▸ WHAT NEEDS TO BE DONE
Once the line containing "pub struct ChunkCoord" has been written out, stop; until then, restate each line of the entries below word for word from the first.
** Opening SOURCE MATERIAL block **
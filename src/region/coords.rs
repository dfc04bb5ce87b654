//! Chunk slot addressing and region file naming.

use std::path::{Path, PathBuf};

use crate::error::{Error, Result};

/// Chunks per region edge.
pub const REGION_WIDTH: i32 = 32;

/// Chunk position inside one region, `0 <= x, z < 32`.
#[derive(Debug, Clone, Copy, PartialEq, Eq, Hash, Default)]
pub struct ChunkCoord {
    pub x: i32,
    pub z: i32,
}

impl ChunkCoord {
    pub fn new(x: i32, z: i32) -> Self {
        Self { x, z }
    }

    pub fn is_valid(self) -> bool {
        (0..REGION_WIDTH).contains(&self.x) && (0..REGION_WIDTH).contains(&self.z)
    }

    pub fn index(self) -> Result<usize> {
        to_index(self.x, self.z)
    }
}

impl From<(i32, i32)> for ChunkCoord {
    fn from((x, z): (i32, i32)) -> Self {
        Self { x, z }
    }
}

/// Slot index of `(x, z)`: `z * 32 + x`.
pub fn to_index(x: i32, z: i32) -> Result<usize> {
    let coord = ChunkCoord::new(x, z);
    if !coord.is_valid() {
        return Err(Error::CoordOutOfRange { x, z });
    }
    Ok((z * REGION_WIDTH + x) as usize)
}

/// Inverse of [`to_index`].
pub fn from_index(index: usize) -> Result<ChunkCoord> {
    let slots = (REGION_WIDTH * REGION_WIDTH) as usize;
    if index >= slots {
        return Err(Error::IndexOutOfRange { index, len: slots });
    }
    let index = index as i32;
    Ok(ChunkCoord::new(index % REGION_WIDTH, index / REGION_WIDTH))
}

/// World chunk coordinate of region-local `chunk` inside region `region`.
pub fn chunk_region_to_world(chunk: i32, region: i32) -> i32 {
    region * REGION_WIDTH + chunk
}

/// Region-local coordinate (0..32) of world chunk coordinate `world`.
pub fn chunk_world_to_region(world: i32) -> i32 {
    world.rem_euclid(REGION_WIDTH)
}

/// Region coordinate that contains world chunk coordinate `world`.
pub fn region_of_chunk(world: i32) -> i32 {
    world.div_euclid(REGION_WIDTH)
}

pub fn region_filename(x: i32, z: i32) -> String {
    format!("r.{x}.{z}.mca")
}

pub fn region_path(dir: impl AsRef<Path>, x: i32, z: i32) -> PathBuf {
    dir.as_ref().join(region_filename(x, z))
}

/// Parses `r.<x>.<z>.mca` from the final path component.
///
/// Components are signed decimals without leading zeros; `0` is the only
/// component allowed to start with `0`, and `-0` is rejected.
pub fn parse_region_filename(path: &Path) -> Option<(i32, i32)> {
    let name = path.file_name()?.to_str()?;
    let body = name.strip_prefix("r.")?.strip_suffix(".mca")?;
    let (x, z) = body.split_once('.')?;
    Some((parse_component(x)?, parse_component(z)?))
}

pub(crate) fn region_xz(path: &Path) -> Result<(i32, i32)> {
    parse_region_filename(path)
        .ok_or_else(|| Error::InvalidRegionFilename(path.display().to_string()))
}

fn parse_component(text: &str) -> Option<i32> {
    if text == "0" {
        return Some(0);
    }
    let digits = text.strip_prefix('-').unwrap_or(text);
    let mut chars = digits.chars();
    match chars.next() {
        Some('1'..='9') => {}
        _ => return None,
    }
    if !chars.all(|c| c.is_ascii_digit()) {
        return None;
    }
    text.parse().ok()
}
** Closing SOURCE MATERIAL block **
▸ FINISHED TASK
filename src/region/coords.rs
repository dfc04bb5ce87b654
//! Chunk slot addressing and region file naming.

use std::path::{Path, PathBuf};

use crate::error::{Error, Result};

/// Chunks per region edge.
pub const REGION_WIDTH: i32 = 32;

/// Chunk position inside one region, `0 <= x, z < 32`.
#[derive(Debug, Clone, Copy, PartialEq, Eq, Hash, Default)]
pub struct ChunkCoord {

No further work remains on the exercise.